Pensar nisso também remete à importância de difundir as histórias de mulheres que tanto fizeram, que tanto lutaram para que outras pessoas pudessem ver além. Uma dessas mulheres é Maya Angelou. Escritora, poetisa, atriz, dançarina, ativista... Maya foi uma mulher negra que não se calou diante dos absurdos da segregação racial nos Estados Unidos.
Na autobiografia “Eu sei por que o pássaro canta na gaiola” é possível conhecer um pouco da infância e adolescência da escritora. Marguerite (verdadeiro nome de Maya) e seu irmão, Bailey Johnson Jr., moravam em Long Beach, na Califórnia. Com a separação dos pais, eles são mandados à cidade de Stamps, Arkansas, para morar com a avó paterna, Annie Henderson. Quando chegaram ao local, no início da década de 1930, a menina tinha três anos e o irmão, quatro anos.
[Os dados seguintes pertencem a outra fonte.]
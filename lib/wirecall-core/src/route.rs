//! Request descriptor: logical name, method and path template.

use std::fmt;

use crate::Method;

/// Static description of an HTTP call.
///
/// Stored in the extensions of every generated request, so middleware can
/// log the logical name and the path template instead of the expanded URL.
///
/// ```ignore
/// if let Some(route) = request.extensions().get::<RouteInfo>() {
///     tracing::info!(name = route.name, path = route.path, "calling");
/// }
/// ```
#[derive(Debug, Clone, Copy, PartialEq, Eq, Hash)]
pub struct RouteInfo {
    /// Logical name, used in diagnostics.
    pub name: &'static str,
    /// HTTP method.
    pub method: Method,
    /// Path template with `{name}` placeholders, relative to the base URL.
    pub path: &'static str,
}

impl RouteInfo {
    /// Creates a route.
    #[must_use]
    pub const fn new(name: &'static str, method: Method, path: &'static str) -> Self {
        Self { name, method, path }
    }

    /// Names of the `{...}` placeholders of the path template, in order.
    #[must_use]
    pub fn placeholders(&self) -> Vec<&'static str> {
        let mut names = Vec::new();
        let mut rest = self.path;
        while let Some((_, after)) = rest.split_once('{') {
            let Some((name, tail)) = after.split_once('}') else {
                break;
            };
            names.push(name);
            rest = tail;
        }
        names
    }
}

impl fmt::Display for RouteInfo {
    fn fmt(&self, f: &mut fmt::Formatter<'_>) -> fmt::Result {
        write!(f, "{} ({} {})", self.name, self.method, self.path)
    }
}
A avó Annie era dona de um mercado na região “negra” da cidade de Stamps. Nos primeiros capítulos do livro, Maya faz relatos sobre o cotidiano dela e do irmão na nova cidade. Os acontecimentos geralmente tinham como pano de fundo o mercado da “momma Annie”, frequentado especialmente por trabalhadores negros. Em alguns trechos, Maya destaca a relação afetiva que ela desenvolveu com o local.
“Até eu ter treze anos e ir embora do Arkansas de vez, o Mercado era meu lugar favorito. Sozinho e vazio durante a manhã, parecia um presente fechado dado por um estranho. Abrir as portas da frente era soltar a fita de um presente inesperado”. (p. 31)
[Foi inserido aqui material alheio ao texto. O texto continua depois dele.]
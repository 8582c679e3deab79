//! Typed value to wire string conversion.
//!
//! Every field that ends up in a cookie, header, query parameter or path
//! segment goes through [`convert`]. Fields expose themselves as a
//! [`WireValue`] through the [`ToWireValue`] trait; the converter then renders
//! that value with fixed rules per kind:
//!
//! | Kind | Rendering |
//! |------|-----------|
//! | absent (`None`, at any depth) | no value |
//! | integers | base 10 |
//! | floats | shortest round-trip decimal, no exponent, `+Inf` / `-Inf` / `NaN` |
//! | complex | `(1+2i)` |
//! | bool | `true` / `false` |
//! | strings | as is |
//! | sequences | elements joined with `,`, absent elements skipped |
//! | records | JSON, or `{ "error": "JSON parse error" }` |
//! | anything else | `?` |

use std::borrow::Cow;
use std::collections::{BTreeMap, HashMap, VecDeque};
use std::rc::Rc;
use std::sync::Arc;

use percent_encoding::{AsciiSet, NON_ALPHANUMERIC, utf8_percent_encode};

use crate::JsonBody;

/// Placeholder rendered when a record cannot be serialized.
pub const JSON_ERROR_SENTINEL: &str = r#"{ "error": "JSON parse error" }"#;

/// Placeholder rendered for kinds with no wire representation.
pub const UNSUPPORTED_SENTINEL: &str = "?";

/// Query component escaping: unreserved characters are kept, everything else is percent-encoded.
const QUERY_ESCAPE_SET: &AsciiSet = &NON_ALPHANUMERIC
    .remove(b'-')
    .remove(b'_')
    .remove(b'.')
    .remove(b'~');

// ============================================================================
// Wire Value
// ============================================================================

/// A field value, classified by kind, ready to be rendered as a string.
#[derive(Debug, Clone, PartialEq)]
pub enum WireValue<'a> {
    /// No value (`None`).
    Absent,
    /// Text.
    Str(Cow<'a, str>),
    /// Signed integer of any width.
    Int(i128),
    /// Unsigned integer of any width.
    Uint(u128),
    /// Single-precision float.
    F32(f32),
    /// Double-precision float.
    F64(f64),
    /// Single-precision complex number.
    Complex64(Complex<f32>),
    /// Double-precision complex number.
    Complex128(Complex<f64>),
    /// Boolean.
    Bool(bool),
    /// Ordered sequence of values.
    Seq(Vec<WireValue<'a>>),
    /// A record serialized to JSON, `None` when serialization failed.
    Record(Option<String>),
    /// A kind with no wire representation (maps, unit).
    Unsupported,
}

impl WireValue<'_> {
    /// Serialize a record to its JSON rendering.
    #[must_use]
    pub fn record(value: &dyn JsonBody) -> Self {
        let json = value
            .to_json_bytes()
            .ok()
            .and_then(|bytes| String::from_utf8(bytes.to_vec()).ok());
        WireValue::Record(json)
    }

    /// Returns `true` for [`WireValue::Absent`].
    #[must_use]
    pub const fn is_absent(&self) -> bool {
        matches!(self, Self::Absent)
    }
}

/// A complex number, rendered as `(re+imi)`.
#[derive(Debug, Clone, Copy, Default, PartialEq)]
pub struct Complex<T> {
    /// Real part.
    pub re: T,
    /// Imaginary part.
    pub im: T,
}

impl<T> Complex<T> {
    /// Creates a complex number from its parts.
    #[must_use]
    pub const fn new(re: T, im: T) -> Self {
        Self { re, im }
    }
}

// ============================================================================
// ToWireValue
// ============================================================================

/// Conversion of a field into a [`WireValue`].
///
/// Implemented for primitives, strings, smart pointers, `Option` and
/// sequences. Records use [`WireValue::record`] instead (the `json` field flag
/// in derived code).
pub trait ToWireValue {
    /// Classify this value.
    fn to_wire_value(&self) -> WireValue<'_>;
}

macro_rules! impl_wire_int {
    ($variant:ident => $($ty:ty),+) => {
        $(
            impl ToWireValue for $ty {
                fn to_wire_value(&self) -> WireValue<'_> {
                    WireValue::$variant((*self).into())
                }
            }
        )+
    };
}

impl_wire_int!(Int => i8, i16, i32, i64, i128);
impl_wire_int!(Uint => u8, u16, u32, u64, u128);

impl ToWireValue for isize {
    fn to_wire_value(&self) -> WireValue<'_> {
        WireValue::Int(*self as i128)
    }
}

impl ToWireValue for usize {
    fn to_wire_value(&self) -> WireValue<'_> {
        WireValue::Uint(*self as u128)
    }
}

impl ToWireValue for f32 {
    fn to_wire_value(&self) -> WireValue<'_> {
        WireValue::F32(*self)
    }
}

impl ToWireValue for f64 {
    fn to_wire_value(&self) -> WireValue<'_> {
        WireValue::F64(*self)
    }
}

impl ToWireValue for Complex<f32> {
    fn to_wire_value(&self) -> WireValue<'_> {
        WireValue::Complex64(*self)
    }
}

impl ToWireValue for Complex<f64> {
    fn to_wire_value(&self) -> WireValue<'_> {
        WireValue::Complex128(*self)
    }
}

impl ToWireValue for bool {
    fn to_wire_value(&self) -> WireValue<'_> {
        WireValue::Bool(*self)
    }
}

impl ToWireValue for str {
    fn to_wire_value(&self) -> WireValue<'_> {
        WireValue::Str(Cow::Borrowed(self))
    }
}

impl ToWireValue for String {
    fn to_wire_value(&self) -> WireValue<'_> {
        WireValue::Str(Cow::Borrowed(self.as_str()))
    }
}

impl ToWireValue for Cow<'_, str> {
    fn to_wire_value(&self) -> WireValue<'_> {
        WireValue::Str(Cow::Borrowed(self.as_ref()))
    }
}

impl ToWireValue for char {
    fn to_wire_value(&self) -> WireValue<'_> {
        WireValue::Str(Cow::Owned(self.to_string()))
    }
}

impl<T: ToWireValue> ToWireValue for Option<T> {
    fn to_wire_value(&self) -> WireValue<'_> {
        self.as_ref().map_or(WireValue::Absent, ToWireValue::to_wire_value)
    }
}

impl<T: ToWireValue + ?Sized> ToWireValue for &T {
    fn to_wire_value(&self) -> WireValue<'_> {
        (**self).to_wire_value()
    }
}

impl<T: ToWireValue + ?Sized> ToWireValue for Box<T> {
    fn to_wire_value(&self) -> WireValue<'_> {
        (**self).to_wire_value()
    }
}

impl<T: ToWireValue + ?Sized> ToWireValue for Rc<T> {
    fn to_wire_value(&self) -> WireValue<'_> {
        (**self).to_wire_value()
    }
}

impl<T: ToWireValue + ?Sized> ToWireValue for Arc<T> {
    fn to_wire_value(&self) -> WireValue<'_> {
        (**self).to_wire_value()
    }
}

impl<T: ToWireValue> ToWireValue for [T] {
    fn to_wire_value(&self) -> WireValue<'_> {
        WireValue::Seq(self.iter().map(ToWireValue::to_wire_value).collect())
    }
}

impl<T: ToWireValue, const N: usize> ToWireValue for [T; N] {
    fn to_wire_value(&self) -> WireValue<'_> {
        self.as_slice().to_wire_value()
    }
}

impl<T: ToWireValue> ToWireValue for Vec<T> {
    fn to_wire_value(&self) -> WireValue<'_> {
        self.as_slice().to_wire_value()
    }
}

impl<T: ToWireValue> ToWireValue for VecDeque<T> {
    fn to_wire_value(&self) -> WireValue<'_> {
        WireValue::Seq(self.iter().map(ToWireValue::to_wire_value).collect())
    }
}

impl<K, V, S> ToWireValue for HashMap<K, V, S> {
    fn to_wire_value(&self) -> WireValue<'_> {
        WireValue::Unsupported
    }
}

impl<K, V> ToWireValue for BTreeMap<K, V> {
    fn to_wire_value(&self) -> WireValue<'_> {
        WireValue::Unsupported
    }
}

impl ToWireValue for () {
    fn to_wire_value(&self) -> WireValue<'_> {
        WireValue::Unsupported
    }
}

impl ToWireValue for serde_json::Value {
    fn to_wire_value(&self) -> WireValue<'_> {
        match self {
            Self::Null => WireValue::Absent,
            Self::Bool(value) => WireValue::Bool(*value),
            Self::Number(number) => WireValue::Str(Cow::Owned(number.to_string())),
            Self::String(text) => WireValue::Str(Cow::Borrowed(text)),
            Self::Array(items) => {
                WireValue::Seq(items.iter().map(ToWireValue::to_wire_value).collect())
            }
            Self::Object(_) => WireValue::record(self),
        }
    }
}

// ============================================================================
// Conversion
// ============================================================================

/// Render a value as a wire string.
///
/// Returns `None` when the value is absent. With `url_encode`, scalars are
/// query-escaped; sequence elements are escaped once when converted and once
/// more when joined, and the joined string is left as is.
///
/// # Example
///
/// ```
/// use wirecall_core::{ToWireValue, convert};
///
/// assert_eq!(convert(&42_u8.to_wire_value(), false).as_deref(), Some("42"));
/// assert_eq!(convert(&Some("a b").to_wire_value(), true).as_deref(), Some("a+b"));
/// assert_eq!(convert(&None::<i32>.to_wire_value(), false), None);
/// ```
#[must_use]
pub fn convert(value: &WireValue<'_>, url_encode: bool) -> Option<String> {
    let text = match value {
        WireValue::Absent => return None,
        WireValue::Seq(items) => return Some(convert_sequence(items, url_encode)),
        WireValue::Str(text) => text.to_string(),
        WireValue::Int(value) => value.to_string(),
        WireValue::Uint(value) => value.to_string(),
        WireValue::F32(value) => format_f32(*value),
        WireValue::F64(value) => format_f64(*value),
        WireValue::Complex64(value) => format_complex(format_f32(value.re), format_f32(value.im)),
        WireValue::Complex128(value) => {
            format_complex(format_f64(value.re), format_f64(value.im))
        }
        WireValue::Bool(value) => value.to_string(),
        WireValue::Record(json) => json
            .clone()
            .unwrap_or_else(|| JSON_ERROR_SENTINEL.to_string()),
        WireValue::Unsupported => UNSUPPORTED_SENTINEL.to_string(),
    };

    Some(if url_encode { query_escape(&text) } else { text })
}

fn convert_sequence(items: &[WireValue<'_>], url_encode: bool) -> String {
    items
        .iter()
        .filter_map(|item| convert(item, url_encode))
        .map(|text| if url_encode { query_escape(&text) } else { text })
        .collect::<Vec<_>>()
        .join(",")
}

/// Escape a string for use in a query component; spaces become `+`.
#[must_use]
pub fn query_escape(value: &str) -> String {
    value
        .split(' ')
        .map(|chunk| utf8_percent_encode(chunk, QUERY_ESCAPE_SET).to_string())
        .collect::<Vec<_>>()
        .join("+")
}

macro_rules! format_float {
    ($name:ident, $ty:ty) => {
        fn $name(value: $ty) -> String {
            if value.is_nan() {
                "NaN".to_string()
            } else if value.is_infinite() {
                let sign = if value.is_sign_positive() { '+' } else { '-' };
                format!("{sign}Inf")
            } else {
                // Display is the shortest round-trip form and never uses exponents
                value.to_string()
            }
        }
    };
}

format_float!(format_f32, f32);
format_float!(format_f64, f64);

fn format_complex(re: String, im: String) -> String {
    let sign = if im.starts_with(['+', '-']) { "" } else { "+" };
    format!("({re}{sign}{im}i)")
}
Os relatos de Maya a respeito dos primeiros anos dela em Stamps mostram como a segregação racial se estruturava na cidade. Segundo ela, a situação era tão absurda que a maioria das crianças negras não tinha a menor ideia de como os brancos eram. Isso era fortalecido pelo fato da cidade ser dividida em lado negro e lado branco. O preconceito no local era tamanho que alguns costumavam dizer que os negros não podiam sequer comprar sorvete de baunilha, a não ser no quatro de julho, e tinham que se satisfazer com chocolate.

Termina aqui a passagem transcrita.